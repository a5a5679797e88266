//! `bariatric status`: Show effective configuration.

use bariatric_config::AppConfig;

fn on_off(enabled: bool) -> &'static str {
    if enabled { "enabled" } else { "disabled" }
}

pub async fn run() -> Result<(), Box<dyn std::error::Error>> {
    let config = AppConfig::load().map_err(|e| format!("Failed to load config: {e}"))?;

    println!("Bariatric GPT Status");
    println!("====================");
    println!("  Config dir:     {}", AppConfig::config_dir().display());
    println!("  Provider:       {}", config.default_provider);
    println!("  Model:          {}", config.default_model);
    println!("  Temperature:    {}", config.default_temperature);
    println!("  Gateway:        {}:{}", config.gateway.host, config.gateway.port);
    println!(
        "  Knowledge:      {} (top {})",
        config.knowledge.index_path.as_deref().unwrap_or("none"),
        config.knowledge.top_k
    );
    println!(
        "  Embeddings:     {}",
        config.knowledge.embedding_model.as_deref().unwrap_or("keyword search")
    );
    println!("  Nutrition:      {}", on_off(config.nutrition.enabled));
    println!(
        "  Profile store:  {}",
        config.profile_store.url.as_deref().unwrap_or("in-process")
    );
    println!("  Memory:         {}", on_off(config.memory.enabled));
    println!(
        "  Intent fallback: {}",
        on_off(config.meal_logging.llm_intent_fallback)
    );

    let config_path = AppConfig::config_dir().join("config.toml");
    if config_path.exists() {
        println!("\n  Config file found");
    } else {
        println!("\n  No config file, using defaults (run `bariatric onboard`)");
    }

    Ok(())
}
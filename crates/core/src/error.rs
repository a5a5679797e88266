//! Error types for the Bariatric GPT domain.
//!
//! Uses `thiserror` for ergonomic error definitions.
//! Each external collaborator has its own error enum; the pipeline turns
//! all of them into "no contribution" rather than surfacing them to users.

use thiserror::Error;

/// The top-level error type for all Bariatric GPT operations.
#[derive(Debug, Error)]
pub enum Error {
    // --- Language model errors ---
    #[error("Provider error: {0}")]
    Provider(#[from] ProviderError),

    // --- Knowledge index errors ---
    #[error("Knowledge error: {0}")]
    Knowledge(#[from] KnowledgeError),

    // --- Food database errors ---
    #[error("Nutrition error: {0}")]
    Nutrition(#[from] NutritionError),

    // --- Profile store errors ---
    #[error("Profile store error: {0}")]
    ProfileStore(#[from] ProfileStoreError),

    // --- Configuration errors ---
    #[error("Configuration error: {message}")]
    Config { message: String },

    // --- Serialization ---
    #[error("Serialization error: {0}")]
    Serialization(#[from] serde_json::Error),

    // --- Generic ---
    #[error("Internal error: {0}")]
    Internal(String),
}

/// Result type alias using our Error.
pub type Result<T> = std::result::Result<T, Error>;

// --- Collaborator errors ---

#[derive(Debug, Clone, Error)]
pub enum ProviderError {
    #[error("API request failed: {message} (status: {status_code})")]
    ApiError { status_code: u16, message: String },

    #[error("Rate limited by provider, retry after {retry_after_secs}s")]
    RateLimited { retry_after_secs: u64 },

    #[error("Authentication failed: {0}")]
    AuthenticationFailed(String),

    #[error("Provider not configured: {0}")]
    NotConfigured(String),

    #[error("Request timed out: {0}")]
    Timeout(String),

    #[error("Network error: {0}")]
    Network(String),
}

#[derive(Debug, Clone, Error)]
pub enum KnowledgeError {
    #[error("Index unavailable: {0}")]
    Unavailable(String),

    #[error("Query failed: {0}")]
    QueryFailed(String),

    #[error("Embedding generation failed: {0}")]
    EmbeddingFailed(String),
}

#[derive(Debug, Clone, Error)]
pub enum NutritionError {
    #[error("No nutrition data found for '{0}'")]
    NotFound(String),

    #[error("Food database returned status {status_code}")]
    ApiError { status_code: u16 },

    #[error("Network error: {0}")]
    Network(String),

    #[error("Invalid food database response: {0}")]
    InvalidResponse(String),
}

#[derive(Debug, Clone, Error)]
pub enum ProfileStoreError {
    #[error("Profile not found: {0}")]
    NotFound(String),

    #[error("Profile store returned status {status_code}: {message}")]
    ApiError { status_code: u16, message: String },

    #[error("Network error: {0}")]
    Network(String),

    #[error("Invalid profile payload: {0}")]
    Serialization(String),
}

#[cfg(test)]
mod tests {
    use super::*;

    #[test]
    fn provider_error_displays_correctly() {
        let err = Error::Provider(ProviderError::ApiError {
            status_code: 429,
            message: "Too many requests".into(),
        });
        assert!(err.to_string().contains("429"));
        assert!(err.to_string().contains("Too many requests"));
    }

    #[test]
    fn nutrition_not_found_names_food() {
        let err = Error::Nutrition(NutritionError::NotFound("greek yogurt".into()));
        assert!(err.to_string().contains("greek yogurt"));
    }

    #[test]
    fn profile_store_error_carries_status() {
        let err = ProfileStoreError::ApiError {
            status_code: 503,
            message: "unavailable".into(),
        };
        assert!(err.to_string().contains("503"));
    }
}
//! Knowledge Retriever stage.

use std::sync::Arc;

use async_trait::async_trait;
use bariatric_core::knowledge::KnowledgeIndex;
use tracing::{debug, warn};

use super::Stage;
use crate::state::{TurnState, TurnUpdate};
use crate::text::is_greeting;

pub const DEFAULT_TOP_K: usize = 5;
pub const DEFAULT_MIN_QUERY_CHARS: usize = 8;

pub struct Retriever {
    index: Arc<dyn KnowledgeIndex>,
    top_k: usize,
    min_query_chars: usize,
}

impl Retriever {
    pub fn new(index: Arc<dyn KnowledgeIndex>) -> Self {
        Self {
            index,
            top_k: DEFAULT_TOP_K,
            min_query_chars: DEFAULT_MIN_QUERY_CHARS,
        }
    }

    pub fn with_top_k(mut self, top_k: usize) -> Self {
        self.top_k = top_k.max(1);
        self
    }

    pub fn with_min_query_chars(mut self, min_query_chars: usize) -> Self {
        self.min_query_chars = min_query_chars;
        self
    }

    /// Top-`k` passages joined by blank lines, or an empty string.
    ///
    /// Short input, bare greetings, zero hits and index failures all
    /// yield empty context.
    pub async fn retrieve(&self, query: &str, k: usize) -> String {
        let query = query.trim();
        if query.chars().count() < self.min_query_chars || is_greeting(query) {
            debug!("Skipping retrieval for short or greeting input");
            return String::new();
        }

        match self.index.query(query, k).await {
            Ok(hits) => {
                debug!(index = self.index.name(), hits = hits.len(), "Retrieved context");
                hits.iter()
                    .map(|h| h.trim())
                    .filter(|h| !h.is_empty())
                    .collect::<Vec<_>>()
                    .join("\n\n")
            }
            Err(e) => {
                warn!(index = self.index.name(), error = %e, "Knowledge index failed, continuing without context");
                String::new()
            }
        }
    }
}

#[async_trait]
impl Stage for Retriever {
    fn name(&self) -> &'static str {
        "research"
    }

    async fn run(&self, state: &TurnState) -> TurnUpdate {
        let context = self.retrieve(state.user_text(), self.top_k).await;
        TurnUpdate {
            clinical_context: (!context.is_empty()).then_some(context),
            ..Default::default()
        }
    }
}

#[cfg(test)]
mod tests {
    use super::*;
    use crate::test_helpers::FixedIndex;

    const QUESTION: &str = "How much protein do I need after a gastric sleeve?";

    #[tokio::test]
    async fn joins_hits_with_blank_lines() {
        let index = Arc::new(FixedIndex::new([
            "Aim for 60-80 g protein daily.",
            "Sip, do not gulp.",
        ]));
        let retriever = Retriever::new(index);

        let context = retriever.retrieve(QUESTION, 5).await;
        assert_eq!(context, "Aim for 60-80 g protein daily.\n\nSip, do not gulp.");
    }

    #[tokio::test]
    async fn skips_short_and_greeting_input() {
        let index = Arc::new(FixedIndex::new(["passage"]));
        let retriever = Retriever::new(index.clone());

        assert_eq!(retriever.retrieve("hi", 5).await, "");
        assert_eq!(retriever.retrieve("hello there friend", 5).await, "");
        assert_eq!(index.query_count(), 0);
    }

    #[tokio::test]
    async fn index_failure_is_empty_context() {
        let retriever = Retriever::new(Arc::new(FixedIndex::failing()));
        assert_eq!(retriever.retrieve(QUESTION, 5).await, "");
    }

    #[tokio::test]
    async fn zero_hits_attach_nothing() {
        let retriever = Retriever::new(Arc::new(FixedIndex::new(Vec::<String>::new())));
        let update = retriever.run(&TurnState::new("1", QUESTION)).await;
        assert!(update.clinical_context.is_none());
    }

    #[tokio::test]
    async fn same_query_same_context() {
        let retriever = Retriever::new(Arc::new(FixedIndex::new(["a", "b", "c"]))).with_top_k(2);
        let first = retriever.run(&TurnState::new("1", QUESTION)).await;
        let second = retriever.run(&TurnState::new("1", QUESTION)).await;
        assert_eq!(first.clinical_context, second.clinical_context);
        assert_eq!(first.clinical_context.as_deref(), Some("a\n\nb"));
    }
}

■ ■ ■ ■

_WORK TO BE COMPLETED:_ Return all lines from the entries that contain the string "daily".

_YOUR SOLUTION:_
            "Aim for 60-80 g protein daily.",
        assert_eq!(context, "Aim for 60-80 g protein daily.\n\nSip, do not gulp.");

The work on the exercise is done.